WICKED
music and lyrics by Stephen, book by Winnie Holzman

Dates and Venue 1 - 26 June 2011, Tues – Sat @ 8pm, Sun @ 7.30pm (Sat & Sun matinees 2pm) | Queen Elizabeth Theatre

Direction Joe mantello Set Design Eugene Lee Costume Design Susan Hilferty Lighting Design Kenneth Posner Sound Design Tony Meola Musical Cordination Michael Keller Choroegraphy James Lynn Abbott

Reviewer John Jane


Hollywood would likely call Wicked a prequel, but in truth it’s an imaginative revisionist and darker version of The Wizard of Oz that borrows as much from The Incredible Hulk as it does from Frank L. Baum’s original story. Before Dorothy trod the Yellow Brick Road to the Emerald City, Elphaba, the Wicked Witch of the West and Glinda, the Good Witch of the North were unlikely fast friends.

It turns out that Elphaba (Anne Brummel) wasn’t any more wicked than the vain and shallow Glinda (Natalie Daradich) – she just needed a good publicist. Having emerald green skin and wearing dark frumpy clothes certainly didn’t help her cause. On the other hand, the blonde, fair-skinned and perky Glinda, who, despite being far too self-involved for her own good, had public relations down to a fine art.

Disowned by her father and charged with the responsibility of looking after her tragically beautiful sister, Nessarose (Michelle London), Elphaba has one thing in her favour. She has the gift of magic, which she only resorts to when pushed into losing her temper. This alienates her from everyone even more; everyone, except Madame Morrible, the devious principle of Shiz University who dispatches her to “the wonderful” Wizard.

With Universal PicturesTM the primary producer, you just had to anticipate that that this show would rank as one of the most dazzling tour productions ever to blow through this city. Certainly, in terms of quality production values, no expense has been spared and it shows. Costume, lighting and set design leave the audience awestruck and special staging effects physically and musically “Defy Gravity.”

But Wicked also works on many other levels. Stephen Schwartz’s soaring melodies like the show-stopping The Wizard and I delivered by the powerhouse voice of Ms Brummel who plays the green-skinned outsider. Torontonian Natalie Daradich, the lone Canadian in the talented cast is a perfect foil for Brummel’s heartrending performance. She imparts whimsical humour that subtly pokes fun at herself with impeccable comic timing.
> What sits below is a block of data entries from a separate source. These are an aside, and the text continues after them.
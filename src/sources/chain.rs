//! Ordered fallback over bibliography sources.

use std::sync::Arc;
use url::Url;

use super::file::FileSource;
use super::http::HttpSource;
use super::locations::{candidate_locations, resolve_location, Location};
use super::{BibSource, SourceError};
use crate::bibtex::parse_bib;
use crate::config::SourceConfig;
use crate::models::RecordCollection;
use crate::utils::HttpClient;

/// Text returned by the first source that answered
#[derive(Debug, Clone)]
pub struct Retrieved {
    pub source_id: String,
    pub text: String,
}

/// Sources tried one after another until one succeeds
///
/// There is no concurrency and no retry: each source gets exactly one
/// attempt, in insertion order.
#[derive(Debug, Clone, Default)]
pub struct SourceChain {
    sources: Vec<Arc<dyn BibSource>>,
}

impl SourceChain {
    pub fn new() -> Self {
        Self::default()
    }

    /// Append a source (builder style)
    pub fn with(mut self, source: impl BibSource + 'static) -> Self {
        self.push(Arc::new(source));
        self
    }

    pub fn push(&mut self, source: Arc<dyn BibSource>) {
        self.sources.push(source);
    }

    /// Source identifiers in the order they will be tried
    pub fn ids(&self) -> Vec<String> {
        self.sources.iter().map(|s| s.id()).collect()
    }

    pub fn len(&self) -> usize {
        self.sources.len()
    }

    pub fn is_empty(&self) -> bool {
        self.sources.is_empty()
    }

    /// Fetch from the first source that succeeds.
    ///
    /// A failing source is logged and skipped. The first success ends the
    /// search even when its text is blank; that case is reported as
    /// [`SourceError::Empty`] rather than trying further sources.
    pub async fn fetch_first(&self) -> Result<Retrieved, SourceError> {
        for (attempt, source) in self.sources.iter().enumerate() {
            let id = source.id();
            tracing::debug!("Trying source {}/{}: {}", attempt + 1, self.sources.len(), id);

            match source.fetch().await {
                Ok(text) if text.trim().is_empty() => {
                    tracing::warn!("Source {} returned an empty bibliography", id);
                    return Err(SourceError::Empty(id));
                }
                Ok(text) => {
                    tracing::info!("Loaded bibliography from {}", id);
                    return Ok(Retrieved {
                        source_id: id,
                        text,
                    });
                }
                Err(e) => {
                    tracing::warn!("Source {} failed: {}", id, e);
                }
            }
        }

        Err(SourceError::Exhausted {
            attempts: self.sources.len(),
        })
    }

    /// Fetch and parse, or `None` when no text could be obtained
    pub async fn load_records(&self) -> Option<RecordCollection> {
        match self.fetch_first().await {
            Ok(retrieved) => Some(parse_bib(&retrieved.text)),
            Err(e) => {
                tracing::warn!("Unable to load publications: {}", e);
                None
            }
        }
    }
}

/// Build the chain described by the configuration.
///
/// An embedded bibliography wins outright and is the only source. Otherwise
/// every candidate location becomes a file or HTTP source; HTTP sources get
/// `cache_token` appended when one is given. Candidates that cannot be
/// resolved are logged and left out, and an unparsable `page_url` is
/// treated as unset.
pub fn build_chain(
    config: &SourceConfig,
    client: &HttpClient,
    cache_token: Option<&str>,
) -> SourceChain {
    if let Some(embedded) = &config.embedded {
        tracing::debug!("Using embedded bibliography {}", embedded.display());
        return SourceChain::new().with(FileSource::new(embedded));
    }

    let page_url = config
        .page_url
        .as_deref()
        .and_then(|raw| match Url::parse(raw) {
            Ok(url) => Some(url),
            Err(e) => {
                tracing::warn!("Ignoring invalid page URL {}: {}", raw, e);
                None
            }
        });

    let candidates = candidate_locations(
        &config.bib_path,
        page_url.as_ref(),
        config.asset_dir.as_deref(),
        &config.default_location,
    );

    let mut chain = SourceChain::new();
    for candidate in candidates {
        match resolve_location(&candidate, page_url.as_ref()) {
            Ok(Location::Http(url)) => {
                let source = HttpSource::new(client.clone(), url);
                let source = match cache_token {
                    Some(token) => source.with_cache_bust(token),
                    None => source,
                };
                chain.push(Arc::new(source));
            }
            Ok(Location::File(path)) => chain.push(Arc::new(FileSource::new(path))),
            Err(e) => tracing::warn!("Skipping candidate {}: {}", candidate, e),
        }
    }

    chain
}

#[cfg(test)]
mod tests {
    use super::*;
    use crate::sources::{EmbeddedSource, MockSource};

    #[tokio::test]
    async fn test_first_success_wins() {
        let failing = Arc::new(MockSource::failing("a"));
        let first = Arc::new(MockSource::returning("b", "@misc{b,\n  title = {B},\n}"));
        let second = Arc::new(MockSource::returning("c", "@misc{c,\n  title = {C},\n}"));

        let mut chain = SourceChain::new();
        chain.push(failing.clone());
        chain.push(first.clone());
        chain.push(second.clone());

        let retrieved = chain.fetch_first().await.unwrap();
        assert_eq!(retrieved.source_id, "b");
        assert_eq!(failing.calls(), 1);
        assert_eq!(first.calls(), 1);
        assert_eq!(second.calls(), 0);
    }

    #[tokio::test]
    async fn test_all_fail() {
        let chain = SourceChain::new()
            .with(MockSource::failing("a"))
            .with(MockSource::failing("b"));

        let err = chain.fetch_first().await.unwrap_err();
        assert!(matches!(err, SourceError::Exhausted { attempts: 2 }));
        assert!(chain.load_records().await.is_none());
    }

    #[tokio::test]
    async fn test_empty_chain() {
        let chain = SourceChain::new();
        assert!(matches!(
            chain.fetch_first().await,
            Err(SourceError::Exhausted { attempts: 0 })
        ));
    }

    #[tokio::test]
    async fn test_blank_text_stops_search() {
        let later = Arc::new(MockSource::returning("later", "@misc{x,\n  title = {X},\n}"));
        let mut chain = SourceChain::new().with(EmbeddedSource::new("blank", "  \n"));
        chain.push(later.clone());

        assert!(matches!(chain.fetch_first().await, Err(SourceError::Empty(_))));
        assert_eq!(later.calls(), 0);
    }

    #[tokio::test]
    async fn test_load_records() {
        let chain = SourceChain::new().with(EmbeddedSource::new(
            "inline",
            "@article{a,\n  title = {One},\n  year = {2020},\n}",
        ));

        let records = chain.load_records().await.unwrap();
        assert_eq!(records.len(), 1);
    }

    #[test]
    fn test_build_chain_embedded_only() {
        let config = SourceConfig {
            embedded: Some("inline.bib".into()),
            ..SourceConfig::default()
        };

        let chain = build_chain(&config, &HttpClient::new().unwrap(), Some("1"));
        assert_eq!(chain.ids(), vec!["inline.bib"]);
    }

    #[test]
    fn test_build_chain_with_page_url() {
        let config = SourceConfig {
            bib_path: "pubs.bib".to_string(),
            page_url: Some("https://site.example/about/".to_string()),
            asset_dir: None,
            default_location: "/pubs.bib".to_string(),
            ..SourceConfig::default()
        };

        let chain = build_chain(&config, &HttpClient::new().unwrap(), Some("7"));
        assert_eq!(
            chain.ids(),
            vec![
                "https://site.example/about/pubs.bib",
                "https://site.example/about/pubs.bib",
                "https://site.example/about/pubs.bib",
                "https://site.example/pubs.bib",
            ]
        );
    }

    #[test]
    fn test_build_chain_local_files() {
        let config = SourceConfig {
            bib_path: "pubs.bib".to_string(),
            page_url: None,
            asset_dir: Some("assets/".to_string()),
            default_location: "/srv/pubs.bib".to_string(),
            ..SourceConfig::default()
        };

        let chain = build_chain(&config, &HttpClient::new().unwrap(), None);
        assert_eq!(
            chain.ids(),
            vec!["pubs.bib", "./pubs.bib", "assets/pubs.bib", "assets/pubs.bib", "/srv/pubs.bib"]
        );
    }

    #[test]
    fn test_build_chain_invalid_page_url() {
        let config = SourceConfig {
            page_url: Some("not a url".to_string()),
            ..SourceConfig::default()
        };

        let chain = build_chain(&config, &HttpClient::new().unwrap(), None);
        assert_eq!(
            chain.ids(),
            vec!["publications.bib", "./publications.bib", "/publications.bib"]
        );
    }
}
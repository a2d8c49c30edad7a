//! Sorted and grouped views over a parsed record collection.

use serde::Serialize;
use std::collections::HashMap;

use crate::models::{Record, RecordCollection};

/// Bucket label for records without a year
pub const OTHER_LABEL: &str = "Other";

/// Records sharing one year label
#[derive(Debug, Clone, Serialize)]
pub struct YearBucket<'a> {
    pub label: String,
    pub records: Vec<&'a Record>,
}

/// Read-only views over a [`RecordCollection`]
#[derive(Debug, Clone, Copy)]
pub struct RecordIndex<'a> {
    records: &'a RecordCollection,
}

impl<'a> RecordIndex<'a> {
    pub fn new(records: &'a RecordCollection) -> Self {
        Self { records }
    }

    /// The `n` most recent records that carry a year.
    ///
    /// Numeric years sort descending; ties and years that are not plain
    /// integers keep document order, the latter after all numeric years.
    pub fn latest(&self, n: usize) -> Vec<&'a Record> {
        let mut dated: Vec<&Record> = self.records.iter().filter(|r| r.year().is_some()).collect();

        dated.sort_by(|a, b| year_order(a.numeric_year(), b.numeric_year()));
        dated.truncate(n);
        dated
    }

    /// Every record, bucketed by year.
    ///
    /// Bucket order: numeric years descending, then non-numeric year labels
    /// in the order first seen, then [`OTHER_LABEL`] last. Records keep
    /// document order inside a bucket.
    pub fn grouped_by_year(&self) -> Vec<YearBucket<'a>> {
        let mut buckets: Vec<YearBucket<'a>> = Vec::new();
        let mut positions: HashMap<&str, usize> = HashMap::new();

        for record in self.records {
            let label = record.year().unwrap_or(OTHER_LABEL);
            let slot = *positions.entry(label).or_insert_with(|| {
                buckets.push(YearBucket {
                    label: label.to_string(),
                    records: Vec::new(),
                });
                buckets.len() - 1
            });
            buckets[slot].records.push(record);
        }

        buckets.sort_by_key(|bucket| BucketKey::of(&bucket.label));
        buckets
    }
}

/// Descending by year, with undated/non-numeric entries after every number
fn year_order(a: Option<i64>, b: Option<i64>) -> std::cmp::Ordering {
    match (a, b) {
        (Some(a), Some(b)) => b.cmp(&a),
        (Some(_), None) => std::cmp::Ordering::Less,
        (None, Some(_)) => std::cmp::Ordering::Greater,
        (None, None) => std::cmp::Ordering::Equal,
    }
}

/// Sort key for buckets; derived `Ord` follows variant order
#[derive(Debug, PartialEq, Eq, PartialOrd, Ord)]
enum BucketKey {
    Year(std::cmp::Reverse<i64>),
    Label,
    Other,
}

impl BucketKey {
    fn of(label: &str) -> Self {
        if label == OTHER_LABEL {
            return BucketKey::Other;
        }
        match label.trim().parse::<i64>() {
            Ok(year) => BucketKey::Year(std::cmp::Reverse(year)),
            Err(_) => BucketKey::Label,
        }
    }
}

#[cfg(test)]
mod tests {
    use super::*;
    use crate::models::RecordBuilder;

    fn record(title: &str, year: Option<&str>) -> Record {
        let mut builder = RecordBuilder::new().title(title);
        if let Some(y) = year {
            builder = builder.year(y);
        }
        builder.build().unwrap()
    }

    fn titles(records: &[&Record]) -> Vec<String> {
        records
            .iter()
            .map(|r| r.title().unwrap_or_default().to_string())
            .collect()
    }

    fn sample() -> RecordCollection {
        vec![
            record("a", Some("2020")),
            record("b", Some("2023")),
            record("c", Some("2021")),
            record("d", Some("2023")),
        ]
        .into()
    }

    #[test]
    fn test_latest_picks_most_recent() {
        let records = sample();
        let index = RecordIndex::new(&records);

        let latest = index.latest(2);
        assert_eq!(titles(&latest), vec!["b", "d"]);
    }

    #[test]
    fn test_latest_full_order() {
        let records = sample();
        let latest = RecordIndex::new(&records).latest(10);
        assert_eq!(titles(&latest), vec!["b", "d", "c", "a"]);
    }

    #[test]
    fn test_latest_skips_undated() {
        let records: RecordCollection = vec![
            record("undated", None),
            record("empty", Some("")),
            record("dated", Some("1999")),
        ]
        .into();

        let latest = RecordIndex::new(&records).latest(5);
        assert_eq!(titles(&latest), vec!["dated"]);
    }

    #[test]
    fn test_latest_empty_cases() {
        let records = sample();
        assert!(RecordIndex::new(&records).latest(0).is_empty());

        let none = RecordCollection::new();
        assert!(RecordIndex::new(&none).latest(5).is_empty());
    }

    #[test]
    fn test_latest_non_numeric_year_after_numeric() {
        let records: RecordCollection = vec![
            record("press", Some("in press")),
            record("old", Some("2001")),
        ]
        .into();

        let latest = RecordIndex::new(&records).latest(5);
        assert_eq!(titles(&latest), vec!["old", "press"]);
    }

    #[test]
    fn test_grouped_bucket_order() {
        let records = sample();
        let groups = RecordIndex::new(&records).grouped_by_year();

        let labels: Vec<_> = groups.iter().map(|g| g.label.as_str()).collect();
        assert_eq!(labels, vec!["2023", "2021", "2020"]);
        assert_eq!(titles(&groups[0].records), vec!["b", "d"]);
    }

    #[test]
    fn test_grouped_other_last() {
        let records: RecordCollection = vec![
            record("undated", None),
            record("press", Some("in press")),
            record("new", Some("2024")),
            record("also undated", None),
            record("old", Some("2010")),
        ]
        .into();

        let groups = RecordIndex::new(&records).grouped_by_year();
        let labels: Vec<_> = groups.iter().map(|g| g.label.as_str()).collect();
        assert_eq!(labels, vec!["2024", "2010", "in press", "Other"]);
        assert_eq!(titles(&groups[3].records), vec!["undated", "also undated"]);
    }

    #[test]
    fn test_grouped_includes_every_record() {
        let records = sample();
        let groups = RecordIndex::new(&records).grouped_by_year();
        let total: usize = groups.iter().map(|g| g.records.len()).sum();
        assert_eq!(total, records.len());
    }
}
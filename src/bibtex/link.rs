//! Canonical link resolution for parsed records.

use once_cell::sync::Lazy;
use regex::Regex;
use std::collections::BTreeMap;

use crate::models::fields;

const DOI_BASE: &str = "https://doi.org/";
const ARXIV_ABS_BASE: &str = "https://arxiv.org/abs/";
const ARXIV_JOURNAL_MARKER: &str = "arXiv preprint arXiv:";

static ARXIV_ID: Lazy<Regex> =
    Lazy::new(|| Regex::new(r"arXiv:([0-9.]+)").expect("valid regex"));

/// Pick the single link a record is shown with.
///
/// Checked in order, first present (non-empty) field wins:
///
/// 1. `doi` as `https://doi.org/<doi>`
/// 2. `url` verbatim
/// 3. a `journal` of the form `arXiv preprint arXiv:<id>`, as an arXiv abstract link
/// 4. a `publisher` containing `http`, verbatim
///
/// Once a branch's field is present the chain stops there, so an arXiv
/// journal without an id yields no link even if the publisher is a URL.
pub fn resolve_link(fields: &BTreeMap<String, String>) -> Option<String> {
    let get = |name: &str| {
        fields
            .get(name)
            .map(String::as_str)
            .filter(|v| !v.is_empty())
    };

    if let Some(doi) = get(fields::DOI) {
        Some(format!("{}{}", DOI_BASE, doi))
    } else if let Some(url) = get(fields::URL) {
        Some(url.to_string())
    } else if let Some(journal) = get(fields::JOURNAL).filter(|j| j.contains(ARXIV_JOURNAL_MARKER)) {
        arxiv_id(journal).map(|id| format!("{}{}", ARXIV_ABS_BASE, id))
    } else if let Some(publisher) = get(fields::PUBLISHER).filter(|p| p.contains("http")) {
        Some(publisher.to_string())
    } else {
        None
    }
}

/// First `arXiv:<digits and dots>` identifier in a string
pub fn arxiv_id(text: &str) -> Option<&str> {
    ARXIV_ID
        .captures(text)
        .and_then(|caps| caps.get(1))
        .map(|m| m.as_str())
}

#[cfg(test)]
mod tests {
    use super::*;

    fn fields(pairs: &[(&str, &str)]) -> BTreeMap<String, String> {
        pairs
            .iter()
            .map(|(k, v)| (k.to_string(), v.to_string()))
            .collect()
    }

    #[test]
    fn test_doi_takes_priority() {
        let f = fields(&[("doi", "10.1/xyz"), ("url", "https://example.com")]);
        assert_eq!(resolve_link(&f), Some("https://doi.org/10.1/xyz".to_string()));
    }

    #[test]
    fn test_doi_not_escaped() {
        let f = fields(&[("doi", "10.1002/(SICI)1097-0258<123::AID>")]);
        assert_eq!(
            resolve_link(&f),
            Some("https://doi.org/10.1002/(SICI)1097-0258<123::AID>".to_string())
        );
    }

    #[test]
    fn test_url_fallback() {
        let f = fields(&[("doi", ""), ("url", "https://example.com/paper")]);
        assert_eq!(resolve_link(&f), Some("https://example.com/paper".to_string()));
    }

    #[test]
    fn test_arxiv_journal() {
        let f = fields(&[("journal", "arXiv preprint arXiv:2301.01234")]);
        assert_eq!(
            resolve_link(&f),
            Some("https://arxiv.org/abs/2301.01234".to_string())
        );
    }

    #[test]
    fn test_arxiv_journal_without_id_stops_chain() {
        let f = fields(&[
            ("journal", "arXiv preprint arXiv: forthcoming"),
            ("publisher", "https://publisher.example"),
        ]);
        assert_eq!(resolve_link(&f), None);
    }

    #[test]
    fn test_non_arxiv_journal_falls_through() {
        let f = fields(&[
            ("journal", "Physical Review E"),
            ("publisher", "https://journals.aps.org"),
        ]);
        assert_eq!(resolve_link(&f), Some("https://journals.aps.org".to_string()));
    }

    #[test]
    fn test_publisher_without_http() {
        let f = fields(&[("publisher", "Springer")]);
        assert_eq!(resolve_link(&f), None);
    }

    #[test]
    fn test_no_link_sources() {
        let f = fields(&[("title", "Untethered"), ("journal", "Nature")]);
        assert_eq!(resolve_link(&f), None);
    }

    #[test]
    fn test_arxiv_id_extraction() {
        assert_eq!(arxiv_id("arXiv preprint arXiv:1706.03762v5"), Some("1706.03762"));
        assert_eq!(arxiv_id("arXiv:"), None);
        assert_eq!(arxiv_id("no identifier"), None);
    }
}
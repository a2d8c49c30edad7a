//! Bibliography source served over HTTP.

use async_trait::async_trait;
use reqwest::header::CACHE_CONTROL;
use url::Url;

use super::locations::with_cache_bust;
use super::{BibSource, SourceError};
use crate::utils::HttpClient;

/// A bibliography fetched from a URL
///
/// When a cache-bust token is set, `v=<token>` is appended to the query so
/// intermediate caches cannot serve a stale copy.
#[derive(Debug, Clone)]
pub struct HttpSource {
    client: HttpClient,
    url: Url,
    cache_bust: Option<String>,
}

impl HttpSource {
    pub fn new(client: HttpClient, url: Url) -> Self {
        Self {
            client,
            url,
            cache_bust: None,
        }
    }

    /// Append `v=<token>` to the request URL
    pub fn with_cache_bust(mut self, token: impl Into<String>) -> Self {
        self.cache_bust = Some(token.into());
        self
    }

    /// The URL actually requested
    pub fn request_url(&self) -> String {
        match &self.cache_bust {
            Some(token) => with_cache_bust(self.url.as_str(), token),
            None => self.url.to_string(),
        }
    }
}

#[async_trait]
impl BibSource for HttpSource {
    fn id(&self) -> String {
        self.url.to_string()
    }

    async fn fetch(&self) -> Result<String, SourceError> {
        let url = self.request_url();

        let response = self
            .client
            .client()
            .get(&url)
            .header(CACHE_CONTROL, "no-store")
            .send()
            .await
            .map_err(|e| SourceError::Network(format!("Failed to fetch {}: {}", url, e)))?;

        if !response.status().is_success() {
            return Err(SourceError::Api(format!(
                "{} returned status: {}",
                url,
                response.status()
            )));
        }

        response
            .text()
            .await
            .map_err(|e| SourceError::Network(format!("Failed to read body of {}: {}", url, e)))
    }
}
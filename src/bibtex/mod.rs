//! BibTeX entry parsing.
//!
//! The grammar is deliberately line-oriented: every field must sit on a
//! single line as `name = {value}` or `name = "value"`, optionally followed
//! by a comma. This covers bibliographies exported by reference managers and
//! Google Scholar, but not hand-written files that spread a value over
//! several lines, nest braces across lines, or use `@string` macros.
//!
//! Parsing never fails. Entries without a body and lines that do not look
//! like a field are skipped.

mod link;
mod normalize;

pub use link::{arxiv_id, resolve_link};
pub use normalize::normalize;

use once_cell::sync::Lazy;
use regex::Regex;
use std::collections::BTreeMap;
use std::path::Path;

use crate::models::{Record, RecordCollection};
use crate::sources::SourceError;

static FIELD_LINE: Lazy<Regex> = Lazy::new(|| {
    Regex::new(r#"^([a-zA-Z]+)\s*=\s*[{"](.*)[}"]\s*,?$"#).expect("valid regex")
});

/// Parse a bibliography into records, in document order.
///
/// The text is split on `@`; whatever precedes the first `@` is ignored.
/// Within each entry the entry type before the first `{` is dropped, then
/// each line of the body is matched as a field (the cite key line never
/// matches). Lines starting with `%` are comments.
///
/// Known limitations of the single-pass grammar:
///
/// - values spanning several lines are not read
/// - an `@` inside a value starts a new entry
/// - a closing `}` or `"` inside a value may cut it short
///
/// ```
/// use publist::parse_bib;
///
/// let records = parse_bib(r#"
/// @article{doe2023,
///   title = {Networks \& Dynamics},
///   year = "2023",
///   doi = {10.1/xyz},
/// }
/// "#);
///
/// assert_eq!(records.len(), 1);
/// assert_eq!(records.get(0).unwrap().title(), Some("Networks & Dynamics"));
/// assert_eq!(records.get(0).unwrap().link(), Some("https://doi.org/10.1/xyz"));
/// ```
pub fn parse_bib(text: &str) -> RecordCollection {
    let mut records = RecordCollection::new();

    for (position, chunk) in text.split('@').skip(1).enumerate() {
        let Some(body_start) = chunk.find('{') else {
            tracing::trace!("Skipping entry {} without a body", position);
            continue;
        };

        let fields = parse_fields(&chunk[body_start + 1..]);
        if fields.is_empty() {
            tracing::debug!("Skipping entry {} with no readable fields", position);
            continue;
        }

        records.push(Record::new(fields));
    }

    tracing::debug!("Parsed {} records", records.len());
    records
}

/// Read a bibliography file from disk and parse it
pub fn parse_bib_file(path: &Path) -> Result<RecordCollection, SourceError> {
    let bytes = std::fs::read(path)?;
    Ok(parse_bib(&String::from_utf8_lossy(&bytes)))
}

/// Extract the `name = value` fields of one entry body
fn parse_fields(body: &str) -> BTreeMap<String, String> {
    let mut fields = BTreeMap::new();

    for line in body.trim().lines() {
        let line = line.trim();
        if line.is_empty() || line.starts_with('%') {
            continue;
        }

        let Some(caps) = FIELD_LINE.captures(line) else {
            tracing::trace!("Ignoring line: {}", line);
            continue;
        };

        let key = caps[1].to_lowercase();
        let value = normalize(caps[2].trim());

        // Duplicates overwrite; flag them since it usually means a copy/paste slip
        if let Some(previous) = fields.insert(key.clone(), value) {
            tracing::debug!("Field '{}' repeated, replacing '{}'", key, previous);
        }
    }

    fields
}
Veteran screen actor Don Amendolia is charmingly vaudevillian as the mendacious Wizard in his showpiece self-promotion song, Wonderful. But Jody Gelb is almost too cartoonesque as ‘orrible Morrible and David Nathan Perlow is a little too earnest as the heroic Fiyero who is the third side of a love triangle with Elphaba and Glinda.

Wicked is hardly a cautionary tale, but it does offer some thought-provoking truisms. The two female characters reveal the complex moral issues of friendship in their duet For Good near the end when Elphaba sacrifices herself at the altar of failure, so that Glinda might succeed. In the song No Good Deed (goes unpunished, no act of charity goes unresented) Elphaba proffers a cynical maxim that shows that even well intentioned acts can go horribly wrong.

In Broadway Across Canada’s production of Wicked there is a lot to like and very little to loathe.